HIDALGO-VELEZ v. SAN JUAN ASSET MANAGEMENT, INC.

Civil No. 11-2175CCC.

EDUARDO HIDALGO-VELEZ; ELISA VELEZ (R.I.P.), represented by her heir EDUARDO HIDALDO; CANDIDA URRUTIA, ESQ., FEDERICO BASORA, ESQ., and their conjugal partnership; ANA L. LOPEZ, ROSA M. LOPEZ-VELEZ, JOSE M. BORRAGEROS, MARIA M. LEZAMA and JOSE BORRAGEROS-LEZAMA, on their own and on behalf of the community of assets and the conjugal partnership; VICTOR M. CORTES-HERNANDEZ, ESQ., VIOLETA CORDERO-YULFO, MANUEL O. LOPEZ-RODRIGUEZ, MANUEL LOPEZ-BADILLO and VIVIAN FERRER, on their own and on behalf of their conjugal partnership; ROSA BARBERO DE ETJEN, ELSA UFRET-VALES, MARIA DEL C. SANCHEZ-BAÑO; MUSIQUE EXPRESS LIGHT, INC./EDUARDO AVILES, ELIZABETH MARTINEZ and their conjugal partnership; ENRIQUE NUÑEZ and ABBIE SCHMIDT; MANUEL GONZALEZ, NORA GONZALEZ and their conjugal partnership; MARIA D. USCINOWICZ, on her own and on behalf of PETER USCINOWICZ (R.I.P.); FRANK SAN FILIPPO, on behalf of FRANK SAN FILIPPO (R.I.P.); TRALL SANJURJO, ALMA RODRIGUEZ and CRIMAVI, INC., on behalf of all those shareholders in a similar situation and derivatively on behalf of PUERTO RICO & GLOBAL INCOME TARGET MATURITY FUND, INC., Plaintiffs, v. SAN JUAN ASSET MANAGEMENT, INC.; BBVA SECURITIES OF PUERTO RICO INC.; PRICEWATERHOUSE COOPERS LLP; AMAURY LUIS RIVERA; PEDRO RIVERA-CASIANO; EYCK LUGO-RIVERA; RAFAEL COLON-ASCAR; FELIX GONZALEZ; JOSE VIZCARRONDO-RAMIREZ DE ARELLANO; JOHN DOE 1 to JOHN DOE 100; COMPANY ABC to COMPANY XYZ, Defendants. v. PUERTO RICO & GLOBAL INCOME TARGET MATURITY FUND, INC., Nominal Defendant.
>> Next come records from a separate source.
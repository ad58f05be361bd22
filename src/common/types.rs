/// Document id inside one index reader, `-1` means "not positioned yet".
pub type DocId = i32;
pub type ScoreType = f32;
/// Token position inside one field of one document.
pub type Position = i32;
use std::fmt;
use std::sync::Arc;

use crate::common::constants::NO_MORE_DOCS;
use crate::common::DocId;
use crate::core::docset::{DocIdSet, DocIdSetIterator};
use crate::Result;

/// Admits only the docs of `inner` for which `matches` holds.
pub struct FilteredDocIdSetIterator<I, F> {
    inner: I,
    matches: F,
    doc: DocId,
}

impl<I, F> FilteredDocIdSetIterator<I, F>
where
    I: DocIdSetIterator,
    F: Fn(DocId) -> bool,
{
    pub fn new(inner: I, matches: F) -> Self {
        let doc = inner.doc_id();
        Self { inner, matches, doc }
    }

    /// Walks the inner iterator from `doc` until a doc is admitted.
    fn settle(&mut self, mut doc: DocId) -> Result<DocId> {
        while doc != NO_MORE_DOCS && !(self.matches)(doc) {
            doc = self.inner.next_doc()?;
        }
        self.doc = doc;
        Ok(doc)
    }
}

impl<I, F> DocIdSetIterator for FilteredDocIdSetIterator<I, F>
where
    I: DocIdSetIterator,
    F: Fn(DocId) -> bool,
{
    fn doc_id(&self) -> DocId {
        self.doc
    }

    fn next_doc(&mut self) -> Result<DocId> {
        let doc = self.inner.next_doc()?;
        self.settle(doc)
    }

    fn advance(&mut self, target: DocId) -> Result<DocId> {
        if self.doc >= target {
            return Ok(self.doc);
        }
        let doc = self.inner.advance(target)?;
        self.settle(doc)
    }
}

type DocPredicate = Arc<dyn Fn(DocId) -> bool + Send + Sync>;

/// Lazily filtered view over another set.
#[derive(Clone)]
pub struct FilteredDocIdSet {
    inner: Arc<dyn DocIdSet>,
    matches: DocPredicate,
}

impl FilteredDocIdSet {
    pub fn new<F>(inner: Arc<dyn DocIdSet>, matches: F) -> Self
    where
        F: Fn(DocId) -> bool + Send + Sync + 'static,
    {
        Self { inner, matches: Arc::new(matches) }
    }
}

impl fmt::Debug for FilteredDocIdSet {
    fn fmt(&self, f: &mut fmt::Formatter<'_>) -> fmt::Result {
        f.debug_struct("FilteredDocIdSet").field("cacheable", &self.inner.is_cacheable()).finish()
    }
}

impl DocIdSet for FilteredDocIdSet {
    fn iterator(&self) -> Result<Option<Box<dyn DocIdSetIterator>>> {
        let inner = match self.inner.iterator()? {
            Some(inner) => inner,
            None => return Ok(None),
        };
        let matches = self.matches.clone();
        Ok(Some(Box::new(FilteredDocIdSetIterator::new(inner, move |doc| matches(doc)))))
    }

    fn is_cacheable(&self) -> bool {
        self.inner.is_cacheable()
    }
}
use std::collections::{BTreeMap, HashMap};
use std::sync::Arc;

use log::{debug, warn};

use crate::common::DocId;
use crate::core::collector::SortValue;
use crate::core::index::{Document, MemoryIndex, Term};
use crate::core::posting_list::PostingListBuilder;
use crate::core::similarity::{FieldInvertState, Similarity};

/// Inverts documents into a [`MemoryIndex`]. Doc ids are assigned in insertion order.
pub struct MemoryIndexBuilder {
    similarity: Arc<dyn Similarity>,
    postings: BTreeMap<Term, PostingListBuilder>,
    norms: HashMap<String, Vec<u8>>,
    sort_values: HashMap<String, Vec<SortValue>>,
    next_doc: DocId,
}

impl MemoryIndexBuilder {
    pub fn new(similarity: Arc<dyn Similarity>) -> Self {
        Self {
            similarity,
            postings: BTreeMap::new(),
            norms: HashMap::new(),
            sort_values: HashMap::new(),
            next_doc: 0,
        }
    }

    fn default_norm(&self) -> u8 {
        self.similarity.encode_norm(1.0)
    }

    /// Returns the doc id given to `document`.
    pub fn add_document(&mut self, document: Document) -> DocId {
        let doc = self.next_doc;
        self.next_doc += 1;

        for field in &document.fields {
            let mut state = FieldInvertState { boost: field.boost, ..Default::default() };
            for token in &field.tokens {
                if token.position_increment == 0 {
                    state.num_overlap += 1;
                }
                state.position = (state.position + token.position_increment as i32).max(0);
                state.length += 1;
                self.postings.entry(Term::new(field.name.as_str(), token.text.as_str())).or_default().add(doc, state.position);
            }

            let norm = self.similarity.compute_norm(&field.name, &state);
            if !norm.is_finite() {
                warn!("non-finite norm {} for field `{}` of doc {}, clamped by encoding", norm, field.name, doc);
            }
            let encoded = self.similarity.encode_norm(norm);
            let default_norm = self.default_norm();
            let field_norms = self.norms.entry(field.name.clone()).or_default();
            field_norms.resize(doc as usize + 1, default_norm);
            field_norms[doc as usize] = encoded;
        }

        for (field, value) in document.sort_values {
            let values = self.sort_values.entry(field).or_default();
            values.resize(doc as usize + 1, SortValue::Null);
            values[doc as usize] = value;
        }
        doc
    }

    pub fn add_documents(&mut self, documents: impl IntoIterator<Item = Document>) -> &mut Self {
        for document in documents {
            self.add_document(document);
        }
        self
    }

    pub fn build(self) -> MemoryIndex {
        let max_doc = self.next_doc;
        let default_norm = self.default_norm();

        let postings: BTreeMap<Term, _> = self.postings.into_iter().map(|(term, builder)| (term, builder.build())).collect();
        let mut norms = self.norms;
        for field_norms in norms.values_mut() {
            field_norms.resize(max_doc as usize, default_norm);
        }
        let mut sort_values = self.sort_values;
        for values in sort_values.values_mut() {
            values.resize(max_doc as usize, SortValue::Null);
        }

        debug!("built memory index with {} docs, {} terms, {} normed fields", max_doc, postings.len(), norms.len());
        MemoryIndex::new(postings, norms, sort_values, max_doc)
    }
}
United States District Court, D. Puerto Rico.

September 24, 2012.


OPINION AND ORDER

CARMEN CONSUELO CEREZO, District Judge.

Plaintiffs filed this class action and derivative suit against the directors and officers of the Puerto Rico Global Income Target Maturity Fund Inc. (the "Fund"), San Juan Asset Management, Inc. as the Fund's investment adviser, BBVA Securities Puerto Rico, Inc. ("BBVA Securities") as its sales agent, PricewaterhouseCoopers LLP ("PwC") as its outside auditor, and various John Does, based on allegedly fraudulent disclosures and omissions contained in the prospectus on which the plaintiffs relied in purchasing shares of the Fund.

On December 7, 2011, PwC removed the action to this Court asserting that it falls within the removal provision of the Securities Litigation Uniform Standards Act, Pub. L. No. 105-353, 112 Stat. 3227 ("SLUSA"). On December 16, 2011, plaintiffs moved for it to be remanded to the Commonwealth court (docket entry 29). PwC and BBVA Securities filed separate oppositions (docket entries 41 and 48). Having considered these motions, and for the reasons stated herein, plaintiffs' motion for remand is hereby DENIED.

I. ANALYSIS

SLUSA precludes litigants from bringing a "covered class action" in state court alleging fraud in connection with the purchase or sale of a "covered security." 15 U.S.C. § 78bb(f)(1). Removal is proper under SLUSA when the suit: "(1) is a `covered' class action, (2) based on state statutory or common law that (3) alleges that defendants made a `misrepresentation or omission of a material fact' or `used or employed any manipulative device or contrivance in connection with the purchase or sale' [ ] of a covered security." Romano v. Kazacos, 609 F.3d 512, 518 (2d Cir. 2010). If all elements are met, federal courts have jurisdiction. 15 U.S.C. § 78bb(f)(1); Segal v. Fifth Third Bank, N.A., 581 F.3d 305, 312 (6th Cir. 2009); U.S. Mortg., Inc. v. Saxton, 494 F.3d 833, 841 (9th Cir. 2007).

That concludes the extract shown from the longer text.